3つ目としては、「積羽」を冠する一族です。

「積羽八重事代主大神」、「積羽八重事代主神」、「積羽八重事代主命」、
「積羽八重言代主神」、「積羽八重言代主命」の5種類が見つかっています。

「八重」の上に更に「積羽」を冠するのは、どの様な意味があるのでしょうか。

「積羽八重事代主大神」は、微妙ですが、「事代主神」と「言代主神」が
バランスよくあるので、長い間、利用されてきたのかも知れません。

4:鴨

4つ目としては、「鴨」を冠する一族です。

「鴨事代主命」、「鴨八重事代主神」、「鴨都八重事代主命」の3種類が見つかっています。

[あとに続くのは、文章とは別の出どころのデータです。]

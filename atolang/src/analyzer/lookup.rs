use super::builtins::Category;
use super::object_def::{Closure, ObjectDef, Scope};
use crate::core::{Address, CompilerError, ErrorKind, Reference};

/// Outcome of searching a single scope
#[derive(Clone, Debug, PartialEq, Eq)]
pub enum Lookup {
	LocalDefinition(Address),
	Import(Address),
	NotFound,
}

/// Searches one scope for the first segment of `reference`
///
/// A name that is both defined locally and imported is ambiguous.
/// Imports are matched on their whole name, the remaining segments
/// address definitions nested in the imported one.
pub fn lookup_in_scope(scope: &Scope, reference: &Reference) -> Result<Lookup, CompilerError> {
	let first = reference.first().to_string();
	let local = scope.local_defs.get(&first);
	let import_lead = scope.imports.keys().any(|key| key.first() == reference.first());

	if local.is_some() && import_lead {
		return Err(CompilerError::new(
			ErrorKind::AmbiguousReference,
			format!("Name '{}' is ambiguous in '{}'", first, scope.address),
		));
	}

	if let Some(address) = local {
		return Ok(Lookup::LocalDefinition(address.add_entries(reference.tail())?));
	}

	let import = scope
		.imports
		.iter()
		.filter(|(key, _)| reference.starts_with(key))
		.max_by_key(|(key, _)| key.len());
	match import {
		Some((key, import)) => {
			let rest = reference.strip_prefix(key).unwrap_or_default();
			Ok(Lookup::Import(import.obj_addr.add_entries(rest)?))
		},
		None => Ok(Lookup::NotFound),
	}
}

/// Searches the scopes innermost first, then the built-ins
pub fn lookup_in_closure(closure: Option<&Closure>, reference: &Reference) -> Result<Address, CompilerError> {
	for scope in closure.into_iter().flat_map(Closure::scopes) {
		match lookup_in_scope(scope, reference)? {
			Lookup::LocalDefinition(address) | Lookup::Import(address) => return Ok(address),
			Lookup::NotFound => {},
		}
	}

	Category::from_reference(reference)
		.map(|category| category.address())
		.ok_or_else(|| CompilerError::new(ErrorKind::UnknownReference, format!("Couldn't find ref {}", reference)))
}

impl ObjectDef {
	/// Resolves a name used by one of this definition's statements
	pub fn lookup(&self, reference: &Reference) -> Result<Address, CompilerError> {
		lookup_in_closure(Some(&self.closure), reference)
	}

	/// Resolves the super reference, if any
	///
	/// The definition's own names are not in view, so `A from B`
	/// finds the `B` next to `A` rather than one nested inside it.
	pub fn lookup_super(&self) -> Result<Option<Address>, CompilerError> {
		let Some(super_ref) = &self.super_ref else {
			return Ok(None);
		};
		let located = |err: CompilerError| match &self.super_location {
			Some(location) => err.with_location(location.clone()),
			None => err,
		};
		lookup_in_closure(self.closure.enclosing(), super_ref)
			.map(Some)
			.map_err(located)
	}
}

#[cfg(test)]
mod tests {
	use super::*;
	use super::super::object_def::Import;
	use crate::core::{Location, SourceSpan};
	use indexmap::IndexMap;
	use std::rc::Rc;

	fn reference(text: &str) -> Reference {
		text.parse().unwrap()
	}

	fn address(text: &str) -> Address {
		text.parse().unwrap()
	}

	fn scope(file: &str, locals: &[&str], imports: &[(&str, &str)]) -> Scope {
		Scope {
			address: address(file),
			local_defs: locals
				.iter()
				.map(|name| (String::from(*name), address(file).add_entry(name).unwrap()))
				.collect(),
			imports: imports
				.iter()
				.map(|(name, target)| {
					(
						reference(name),
						Import {
							obj_addr: address(target),
							location: Location::new(file, SourceSpan::default()),
						},
					)
				})
				.collect::<IndexMap<_, _>>(),
		}
	}

	#[test]
	fn local_definitions_extend_with_remaining_segments() {
		let scope = scope("a.ato", &["Foo"], &[]);
		assert_eq!(
			lookup_in_scope(&scope, &reference("Foo.Inner")).unwrap(),
			Lookup::LocalDefinition(address("a.ato:Foo.Inner"))
		);
		assert_eq!(lookup_in_scope(&scope, &reference("Bar")).unwrap(), Lookup::NotFound);
	}

	#[test]
	fn imports_resolve_to_their_target() {
		let scope = scope("a.ato", &[], &[("Foo", "b.ato:Foo")]);
		assert_eq!(
			lookup_in_scope(&scope, &reference("Foo")).unwrap(),
			Lookup::Import(address("b.ato:Foo"))
		);
	}

	#[test]
	fn ambiguity_only_affects_the_shared_name() {
		let scope = scope("a.ato", &["Foo", "Baz"], &[("Foo", "b.ato:Foo")]);
		let err = lookup_in_scope(&scope, &reference("Foo")).unwrap_err();
		assert_eq!(err.kind, ErrorKind::AmbiguousReference);
		assert!(matches!(
			lookup_in_scope(&scope, &reference("Baz")).unwrap(),
			Lookup::LocalDefinition(_)
		));
	}

	#[test]
	fn inner_scopes_shadow_outer_ones() {
		let outer = Rc::new(Closure::new(scope("a.ato", &["R"], &[]), None));
		let inner = Closure::new(scope("a.ato:Top", &["R"], &[]), Some(outer.clone()));
		assert_eq!(lookup_in_closure(Some(&inner), &reference("R")).unwrap(), address("a.ato:Top.R"));
		assert_eq!(lookup_in_closure(Some(&outer), &reference("R")).unwrap(), address("a.ato:R"));
	}

	#[test]
	fn builtins_are_the_fallback() {
		assert_eq!(
			lookup_in_closure(None, &reference("COMPONENT")).unwrap(),
			Category::Component.address()
		);
		let err = lookup_in_closure(None, &reference("Nope")).unwrap_err();
		assert_eq!(err.kind, ErrorKind::UnknownReference);
	}
}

「鴨」と言うと、「阿遲志貴高日子根神」などの名をイメージしますが、
なにか関係があるのでしょうか?

「鴨」を冠する一族は、「阿遲鉏高日子根神」の子孫?から養子に迎えたとも解釈できますが、
情報が無く、不明です。

5:都味波と都味歯

「都味波八重事代主命」、「都味歯八重事代主神」の2種類ですが、
「波」と「歯」は、お互いに「は」と読むことも出来るので、関係があるように思えます。

子?

御嶋石部神社 新潟県柏崎市北条304-1

「祭神は久斯比賀多命」は、事代主命の御子神で、石辺公の祖神。と云われている様です。

「大物主命子久斯比賀多命之後也」 と
「新撰姓氏録」の「526 山城国 神別 地祇 石辺公」にはあります。

ところが、「417 左京 神別 地祇 石辺公
大国主[古記一云。大物主。]命男久斯比賀多命之後也」とあり重複しています。

ここで整理すると、「大国主命」が「大物主」を名乗ったのか、
それとも、「大物主命」が「大国主命」を名乗ったかの二択ですが、
これだけでは判断できません。

また、「大物主」と「命」とも「神」とも書いていないので、
これは西暦4世紀頃の可能性もあります。

そうなると「大物主命子久斯比賀多命」が古い情報の可能性が高くなり、
この「久斯比賀多命」の数代後に「久斯比賀多命」を名乗ったと解釈できます。

であるとすると、「事代主命」の時代が不明ですが、
「久斯比賀多命」を名乗っても、何も不思議ではない事になります。

妻?

御笏神社 東京都三宅村大字神着

祭神である「佐伎多麻比咩命」が、「事代主命の后」と案内板で書かれているが、
調べても情報が出てきません。

「三宅記」の三番目の后を「佐伎多麻比咩命」にし、八王子出産も
「佐伎多麻比咩命」がしたとする話もあるようですが、少し、無理矢理感があります。

他に、三宅島の富賀神社では、
事代主命の妻が伊古奈比咩命で、子が阿米都和気命とある。

「比咩」を使っているので、紀元前の可能性がありますが、真偽不明です。

椎取神社 東京都三宅村神着

この神社では、祭神の「志理太宜命」は、
佐伎多麻此咩命の第八子と社頭掲示板に書かれている様です。